Evidence that pimozide is not a partial agonist of dopamine receptors.

The dopamine receptor antagonist pimozide, at concentrations up to 10 nM, competitively antagonized the inhibitory action of a pomorphine on prolactin (PRL) secretion by cultured rat pituitary cells. At higher concentrations pimozide as well as the analogues clopimozide and penfluridol suppressed PRL secretion. The latter effect could not be reversed by dopamine antagonists devoid of intrinsic effects on PRL release.
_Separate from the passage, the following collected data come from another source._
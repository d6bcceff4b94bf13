//! Shared default values for CLI arguments and I/O tuning.

/// Default log level
pub const DEFAULT_LOG_LEVEL: &str = "info";

/// Default replay speed multiplier (1.0 = original timing)
pub const DEFAULT_SPEED: f64 = 1.0;

/// Default cap on packets printed by the `packets` subcommand
pub const DEFAULT_PACKET_LIMIT: usize = 50;

/// Read buffer for recording files; recordings are large and sequential
pub const READ_BUFFER_SIZE: usize = 1024 * 1024;
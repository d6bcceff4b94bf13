//! mongotap: replay, filter and analyze MongoDB traffic recordings.

use std::io::Write;
use std::path::Path;
use std::process::ExitCode;
use std::time::Duration;

use clap::Parser;
use colored::Colorize;
use tokio::sync::watch;
use tracing::{error, info, warn};
use tracing_subscriber::EnvFilter;

use mongotap::analyze::{self, format_bytes};
use mongotap::config::{Cli, Commands, OutputFormat};
use mongotap::error::{MongotapError, Result};
use mongotap::filter::{self, FilterConfig, FilterStats};
use mongotap::recording::{open_source, Packet, RecordingWriter};
use mongotap::replay::{
    CommandSender, RawSender, ReplayConfig, ReplayEngine, ReplayMode, ReplayStats, ReplayTarget,
};
use mongotap::script::{self, ScriptOptions};

#[tokio::main]
async fn main() -> ExitCode {
    let cli = Cli::parse();
    init_tracing(&cli.log_level);

    match run(cli).await {
        Ok(0) => ExitCode::SUCCESS,
        Ok(failed) => {
            error!(failed, "finished with failures");
            ExitCode::from(1)
        }
        Err(err) => {
            error!(error = %err, "command failed");
            ExitCode::from(1)
        }
    }
}

fn init_tracing(level: &str) {
    let filter = EnvFilter::try_new(level).unwrap_or_else(|_| EnvFilter::new("info"));
    tracing_subscriber::fmt()
        .with_env_filter(filter)
        .with_target(false)
        .with_writer(std::io::stderr)
        .init();
}

/// Dispatch the subcommand; returns the number of failed operations
async fn run(cli: Cli) -> Result<u64> {
    match cli.command {
        Commands::Play {
            recording,
            target,
            mode,
            speed,
            requests_only,
            user_ops,
            user_ops_smart,
            dry_run,
            limit,
            timeout_ms,
        } => {
            let config = ReplayConfig {
                mode,
                speed: validate_speed(speed)?,
                requests_only,
                user_ops_only: user_ops,
                user_ops_smart,
                dry_run,
                limit,
                op_timeout: timeout_ms.map(Duration::from_millis),
            };
            let mut replay_target = if dry_run {
                info!("dry run: commands are parsed but not sent");
                ReplayTarget::DryRun
            } else {
                let uri = target.ok_or_else(|| {
                    MongotapError::config("--target is required unless --dry-run is set")
                })?;
                match mode {
                    ReplayMode::Raw => {
                        ReplayTarget::Raw(RawSender::connect(&uri, false).await?)
                    }
                    ReplayMode::Command => ReplayTarget::Command(
                        CommandSender::connect(&uri, config.op_timeout).await?,
                    ),
                }
            };
            play(&recording, config, &mut replay_target, cli.format).await
        }

        Commands::Validate {
            recording,
            target,
            speed,
            requests_only,
            user_ops_smart,
            limit,
        } => {
            let config = ReplayConfig {
                mode: ReplayMode::Raw,
                speed: validate_speed(speed)?,
                requests_only,
                user_ops_smart,
                limit,
                ..Default::default()
            };
            let mut replay_target = ReplayTarget::Raw(RawSender::connect(&target, true).await?);
            play(&recording, config, &mut replay_target, cli.format).await
        }

        Commands::Filter {
            input,
            output,
            requests_only,
            user_ops_only,
            user_ops_smart,
            exclude_internal,
            include_commands,
            exclude_commands,
            min_offset,
            max_offset,
        } => {
            let config = FilterConfig {
                requests_only,
                user_ops_only,
                user_ops_smart,
                exclude_internal,
                include_commands,
                exclude_commands,
                min_offset,
                max_offset,
            };
            let source = open_source(&input)?;
            let mut writer = RecordingWriter::create(&output)?;
            let stats = filter::run(source, &mut writer, &config)?;
            print_filter_summary(&stats, cli.format)?;
            Ok(0)
        }

        Commands::Analyze { recording } => {
            let report = analyze::analyze(open_source(&recording)?)?;
            match cli.format {
                OutputFormat::Text => print!("{}", analyze::render_text(&report)),
                OutputFormat::Json => println!("{}", to_json(&report)?),
            }
            Ok(0)
        }

        Commands::Packets {
            recording,
            filter,
            limit,
        } => {
            let list_filter = PacketListFilter::parse(&filter)?;
            list_packets(open_source(&recording)?, &list_filter, limit)?;
            Ok(0)
        }

        Commands::ScriptGen {
            recording,
            crud_only,
            requests_only,
            output,
        } => {
            let options = ScriptOptions {
                crud_only,
                requests_only,
            };
            let source = open_source(&recording)?;
            let stats = match output {
                Some(path) => {
                    let mut file = std::fs::File::create(&path)?;
                    let stats = script::generate(source, &mut file, &options)?;
                    info!(path = %path.display(), "script written");
                    stats
                }
                None => {
                    let stdout = std::io::stdout();
                    let mut lock = stdout.lock();
                    script::generate(source, &mut lock, &options)?
                }
            };
            if stats.unparseable > 0 {
                warn!(
                    unparseable = stats.unparseable,
                    "some packets could not be translated"
                );
            }
            Ok(0)
        }
    }
}

fn validate_speed(speed: f64) -> Result<f64> {
    if speed < 0.0 || !speed.is_finite() {
        return Err(MongotapError::config(format!(
            "speed must be a non-negative number, got {speed}"
        )));
    }
    Ok(speed)
}

/// Run the replay engine with Ctrl-C wired to graceful drain
async fn play(
    recording: &Path,
    config: ReplayConfig,
    target: &mut ReplayTarget,
    format: OutputFormat,
) -> Result<u64> {
    let source = open_source(recording)?;

    let (shutdown_tx, shutdown_rx) = watch::channel(false);
    tokio::spawn(async move {
        if tokio::signal::ctrl_c().await.is_ok() {
            info!("interrupt received, draining");
            let _ = shutdown_tx.send(true);
        }
    });

    let mut engine = ReplayEngine::new(config, shutdown_rx);
    let stats = engine.run(source, target).await?;
    print_replay_summary(&stats, format)?;
    Ok(stats.failed)
}

fn to_json<T: serde::Serialize>(value: &T) -> Result<String> {
    serde_json::to_string_pretty(value)
        .map_err(|err| MongotapError::config(format!("failed to serialize report: {err}")))
}

fn print_replay_summary(stats: &ReplayStats, format: OutputFormat) -> Result<()> {
    if format == OutputFormat::Json {
        println!("{}", to_json(stats)?);
        return Ok(());
    }

    println!();
    println!("{}", "Replay summary".bold());
    println!("  Total packets:   {}", stats.total_packets);
    println!("  Skipped:         {}", stats.skipped);
    println!("  Attempted:       {}", stats.attempted);
    println!("  Succeeded:       {}", stats.succeeded.to_string().green());
    if stats.failed > 0 {
        println!("  Failed:          {}", stats.failed.to_string().red());
    } else {
        println!("  Failed:          0");
    }
    println!(
        "  Duration:        {:.3} s",
        stats.duration_ms as f64 / 1_000.0
    );
    if let Some(mean) = stats.mean_op_micros() {
        println!("  Mean per op:     {mean} us");
    }
    if stats.cancelled {
        println!("  {}", "Cancelled before the stream ended".yellow());
    }
    Ok(())
}

fn print_filter_summary(stats: &FilterStats, format: OutputFormat) -> Result<()> {
    if format == OutputFormat::Json {
        println!("{}", to_json(stats)?);
        return Ok(());
    }

    println!();
    println!("{}", "Filter results".bold());
    println!(
        "  Input:   {} packets, {}",
        stats.input_packets,
        format_bytes(stats.input_bytes)
    );
    println!(
        "  Output:  {} packets, {}",
        stats.output_packets,
        format_bytes(stats.output_bytes)
    );
    if stats.input_packets > 0 {
        let dropped = stats.dropped();
        println!(
            "  Dropped: {} packets ({:.1}%)",
            dropped,
            dropped as f64 / stats.input_packets as f64 * 100.0
        );
    }

    let reasons = [
        ("responses", stats.dropped_responses),
        ("internal operations", stats.dropped_internal),
        ("command filters", stats.dropped_by_command),
        ("time range", stats.dropped_by_time),
        ("empty messages", stats.dropped_empty),
    ];
    if reasons.iter().any(|(_, count)| *count > 0) {
        println!("  By reason:");
        for (label, count) in reasons {
            if count > 0 {
                println!("    {label:<20} {count}");
            }
        }
    }
    Ok(())
}

/// Filter for the `packets` listing
enum PacketListFilter {
    All,
    User,
    Command(String),
    Session(u64),
}

impl PacketListFilter {
    fn parse(text: &str) -> Result<Self> {
        if text == "all" {
            return Ok(Self::All);
        }
        if text == "user" {
            return Ok(Self::User);
        }
        if let Some(name) = text.strip_prefix("command:") {
            return Ok(Self::Command(name.to_string()));
        }
        if let Some(id) = text.strip_prefix("session:") {
            let id = id.parse().map_err(|_| {
                MongotapError::config(format!("invalid session id in filter: {id}"))
            })?;
            return Ok(Self::Session(id));
        }
        Err(MongotapError::config(format!(
            "unknown packet filter {text:?}; expected all, user, command:<name> or session:<id>"
        )))
    }

    fn matches(&self, packet: &Packet) -> bool {
        match self {
            Self::All => true,
            Self::User => packet.is_likely_user_operation(),
            Self::Command(name) => packet.command_name() == Some(name.as_str()),
            Self::Session(id) => packet.session_id == *id,
        }
    }
}

fn list_packets<I>(source: I, filter: &PacketListFilter, limit: usize) -> Result<()>
where
    I: Iterator<Item = Result<Packet>>,
{
    let stdout = std::io::stdout();
    let mut out = stdout.lock();
    let mut shown = 0usize;

    for packet in source {
        let packet = packet?;
        if !filter.matches(&packet) {
            continue;
        }
        if shown >= limit {
            writeln!(out, "... output limited to {limit} packets")?;
            break;
        }
        shown += 1;

        if packet.is_session_event() {
            writeln!(
                out,
                "#{:<8} session={:<6} offset={:>12}us  session event  {}",
                packet.order,
                packet.session_id,
                packet.offset_us,
                packet.metadata_str()
            )?;
            continue;
        }

        let direction = if packet.is_request() {
            "request "
        } else {
            "response"
        };
        let command = packet.command_name().unwrap_or("-");
        let namespace = match (packet.database(), packet.collection()) {
            (Some(db), Some(coll)) => format!("{db}.{coll}"),
            (Some(db), None) => db.to_string(),
            _ => String::new(),
        };
        writeln!(
            out,
            "#{:<8} session={:<6} offset={:>12}us  {:<9} {}  {:<16} {:<24} ({})",
            packet.order,
            packet.session_id,
            packet.offset_us,
            direction,
            opcode_label(packet.opcode()),
            command,
            namespace,
            packet.category()
        )?;
    }
    Ok(())
}

fn opcode_label(code: u32) -> String {
    mongotap::OpCode::from_u32(code)
        .map(|op| op.to_string())
        .unwrap_or_else(|| format!("opcode({code})"))
}
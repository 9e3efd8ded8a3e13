use minigame_core::{Context, Error};
use minigame_database::impls::ledger::record_command;
use minigame_utils::embed::build_embed;

use crate::economy::ledger_identity;
use crate::utility::embeds::{grouped_help_description, unknown_category_message};
use crate::{COMMANDS, CommandMeta};

pub const META: CommandMeta = CommandMeta {
    name: "help",
    desc: "A complete list of our features.",
    category: "utility",
    usage: "mini help [category]",
};

#[poise::command(prefix_command, slash_command, category = "Utility")]
pub async fn help(
    ctx: Context<'_>,
    #[description = "Only show one category"] category: Option<String>,
) -> Result<(), Error> {
    record_command(&ctx.data().db, &ledger_identity(ctx.author())).await?;

    let category = category
        .as_deref()
        .map(str::trim)
        .filter(|raw| !raw.is_empty())
        .map(str::to_ascii_lowercase);

    let categories: Vec<&str> = known_categories();
    if let Some(wanted) = category.as_deref()
        && !categories.contains(&wanted)
    {
        ctx.say(unknown_category_message(wanted, &categories)).await?;
        return Ok(());
    }

    let commands = sorted_commands(category.as_deref());
    let embed = build_embed(
        "🎯 MinigameBot Command Guide",
        grouped_help_description(&commands),
    );
    ctx.send(poise::CreateReply::default().embed(embed)).await?;
    Ok(())
}

/// Categories in the order they first appear in the catalogue.
fn known_categories() -> Vec<&'static str> {
    let mut categories: Vec<&'static str> = Vec::new();
    for command in COMMANDS {
        if !categories.contains(&command.category) {
            categories.push(command.category);
        }
    }
    categories
}

fn sorted_commands(category: Option<&str>) -> Vec<&'static CommandMeta> {
    let categories = known_categories();
    let mut filtered: Vec<&'static CommandMeta> = COMMANDS
        .iter()
        .filter(|cmd| match category {
            Some(wanted) => cmd.category == wanted,
            None => true,
        })
        .collect();

    // Group by category, keeping catalogue order inside each group.
    filtered.sort_by_key(|cmd| {
        categories
            .iter()
            .position(|known| *known == cmd.category)
            .unwrap_or(usize::MAX)
    });
    filtered
}
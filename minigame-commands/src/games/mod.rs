pub mod bj;
pub mod run;
#[derive(Clone, Debug, Default)]
pub struct NoopCacheStore;

impl NoopCacheStore {
    pub async fn get(&self, _key: &str) -> anyhow::Result<Option<Vec<u8>>> {
        Ok(None)
    }

    pub async fn set(&self, _key: &str, _value: Vec<u8>, _ttl_seconds: u64) -> anyhow::Result<()> {
        Ok(())
    }

    pub async fn del(&self, _key: &str) -> anyhow::Result<()> {
        Ok(())
    }

    // Nothing is remembered, so every claim succeeds.
    pub async fn claim(&self, _key: &str, _window_seconds: u64) -> anyhow::Result<Option<u64>> {
        Ok(None)
    }
}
Suppression of PRL release was also observed with compounds which were devoid of dopamine receptor agonistic or antagonistic properties such as R 6694 and R 5052, structurally related to pimozide, and also with loperamide. The inhibitory action of pimozide on PRL release resembled that of the calcium antagonist flunarizine. Concentration effect curves showed parallel slopes and the effect of both compounds could be reversed by increasing the concentration of calcium ions (Ca²⁺). Both flunarizine and pimozide were also capable of inhibiting releasing factor-stimulated luteinizing hormone secretion, an effect not shared by apomorphine. Pimozide and the various structurally related compounds used, also antagonized Ca²⁺-induced smooth muscle contractions of the isolated caudal artery of the rat.The present findings indicate that pimozide is a competitive antagonist without partial agonistic activity on apomorphine-sensitive dopamine receptors in the pituitary and that its inhibitory effect on PRL release as well as on vascular smooth muscle contractions is due to interference with a Ca²⁺-dependent mechanism of the stimulus-effect coupling process.